Keselowski’s body is 29. His mental and verbal skills are part Plato and part Leno.

You be the judge.

On the subject of drivers wrecking others in payback: “Too many guys feel they have to retaliate or they aren’t real men.... Intentional wrecking hurts the credibility of the sport. We look like pro wrestling.”

On his philosophy of competing in NASCAR: “We walk a fine line between being chess players and daredevils. Some weeks, there are more chess players, some weeks more daredevils. We can’t just have wreck-fests.”

More on NASCAR: “Hard racing, side by side, produces excitement and wrecks. If you fly off the handle, retaliate for the wrecks, you destroy the credibility of the hard racing.”

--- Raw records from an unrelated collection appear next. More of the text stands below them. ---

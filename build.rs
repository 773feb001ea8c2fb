//! Embeds the short git hash as GIT_HASH, logged by body-measure at startup

use std::process::Command;

fn main() {
    let git_hash = Command::new("git")
        .args(["rev-parse", "--short", "HEAD"])
        .output()
        .ok()
        .filter(|output| output.status.success())
        .map(|output| String::from_utf8_lossy(&output.stdout).trim().to_string())
        .filter(|hash| !hash.is_empty())
        .unwrap_or_else(|| "unknown".to_string());

    println!("cargo:rustc-env=GIT_HASH={git_hash}");
    println!("cargo:rerun-if-changed=.git/HEAD");
}
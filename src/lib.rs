//! Body measurement service library
//!
//! Exposes modules for integration testing and binary reuse.

pub mod domain;
pub mod infra;
pub mod io;
pub mod services;
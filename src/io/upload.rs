//! Multipart upload extraction
//!
//! `POST /api/measure` carries the photo in the multipart field `file`.
//! Other fields are skipped. The declared content type of that part must
//! start with `image/`; nothing is decoded before that check passes.

use bytes::Bytes;
use std::convert::Infallible;

/// Multipart field holding the photo
pub const FILE_FIELD: &str = "file";

#[derive(Debug, thiserror::Error)]
pub enum UploadError {
    #[error("Expected a multipart/form-data request")]
    NotMultipart,

    #[error("Malformed multipart body: {0}")]
    Malformed(String),

    #[error("No file uploaded")]
    MissingFile,

    #[error("File must be an image")]
    NotAnImage,
}

/// The uploaded photo as received
#[derive(Debug, Clone)]
pub struct Upload {
    pub filename: Option<String>,
    pub content_type: Option<String>,
    pub data: Bytes,
}

impl Upload {
    pub fn is_image(&self) -> bool {
        self.content_type.as_deref().is_some_and(|ct| ct.starts_with("image/"))
    }

    /// Reject anything not declared as an image
    pub fn ensure_image(&self) -> Result<(), UploadError> {
        if self.is_image() {
            Ok(())
        } else {
            Err(UploadError::NotAnImage)
        }
    }
}

/// Multipart boundary from a request `Content-Type` header
pub fn boundary(content_type: Option<&str>) -> Result<String, UploadError> {
    let content_type = content_type.ok_or(UploadError::NotMultipart)?;
    multer::parse_boundary(content_type).map_err(|_| UploadError::NotMultipart)
}

/// Find the `file` field in an already collected multipart body
pub async fn extract_file(body: Bytes, boundary: String) -> Result<Upload, UploadError> {
    let stream = futures_util::stream::once(async move { Ok::<Bytes, Infallible>(body) });
    let mut multipart = multer::Multipart::new(stream, boundary);

    while let Some(field) =
        multipart.next_field().await.map_err(|e| UploadError::Malformed(e.to_string()))?
    {
        if field.name() != Some(FILE_FIELD) {
            continue;
        }

        let filename = field.file_name().map(str::to_owned);
        let content_type = field.content_type().map(|mime| mime.to_string());
        let data = field.bytes().await.map_err(|e| UploadError::Malformed(e.to_string()))?;

        return Ok(Upload { filename, content_type, data });
    }

    Err(UploadError::MissingFile)
}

On why he ended up carrying a cellphone in his car, which he so famously used to text and tweet while drivers stood around on the track during the long delay in last year’s Daytona 500, bringing frowns from NASCAR but helping his Twitter following grow to nearly 400,000: “My first race here in California, back six or seven years ago, I was driving for Dale [Earnhardt] Jr. and got into a bad wreck. They airlifted me to Loma Linda, I’m in the helicopter, my mom was back home in Michigan and I wanted to call her and tell her I was OK. But I couldn’t. They checked me out, said I was OK, said I could go, and there I was, no phone, no clothes, nothing. I felt like Jason Bourne.”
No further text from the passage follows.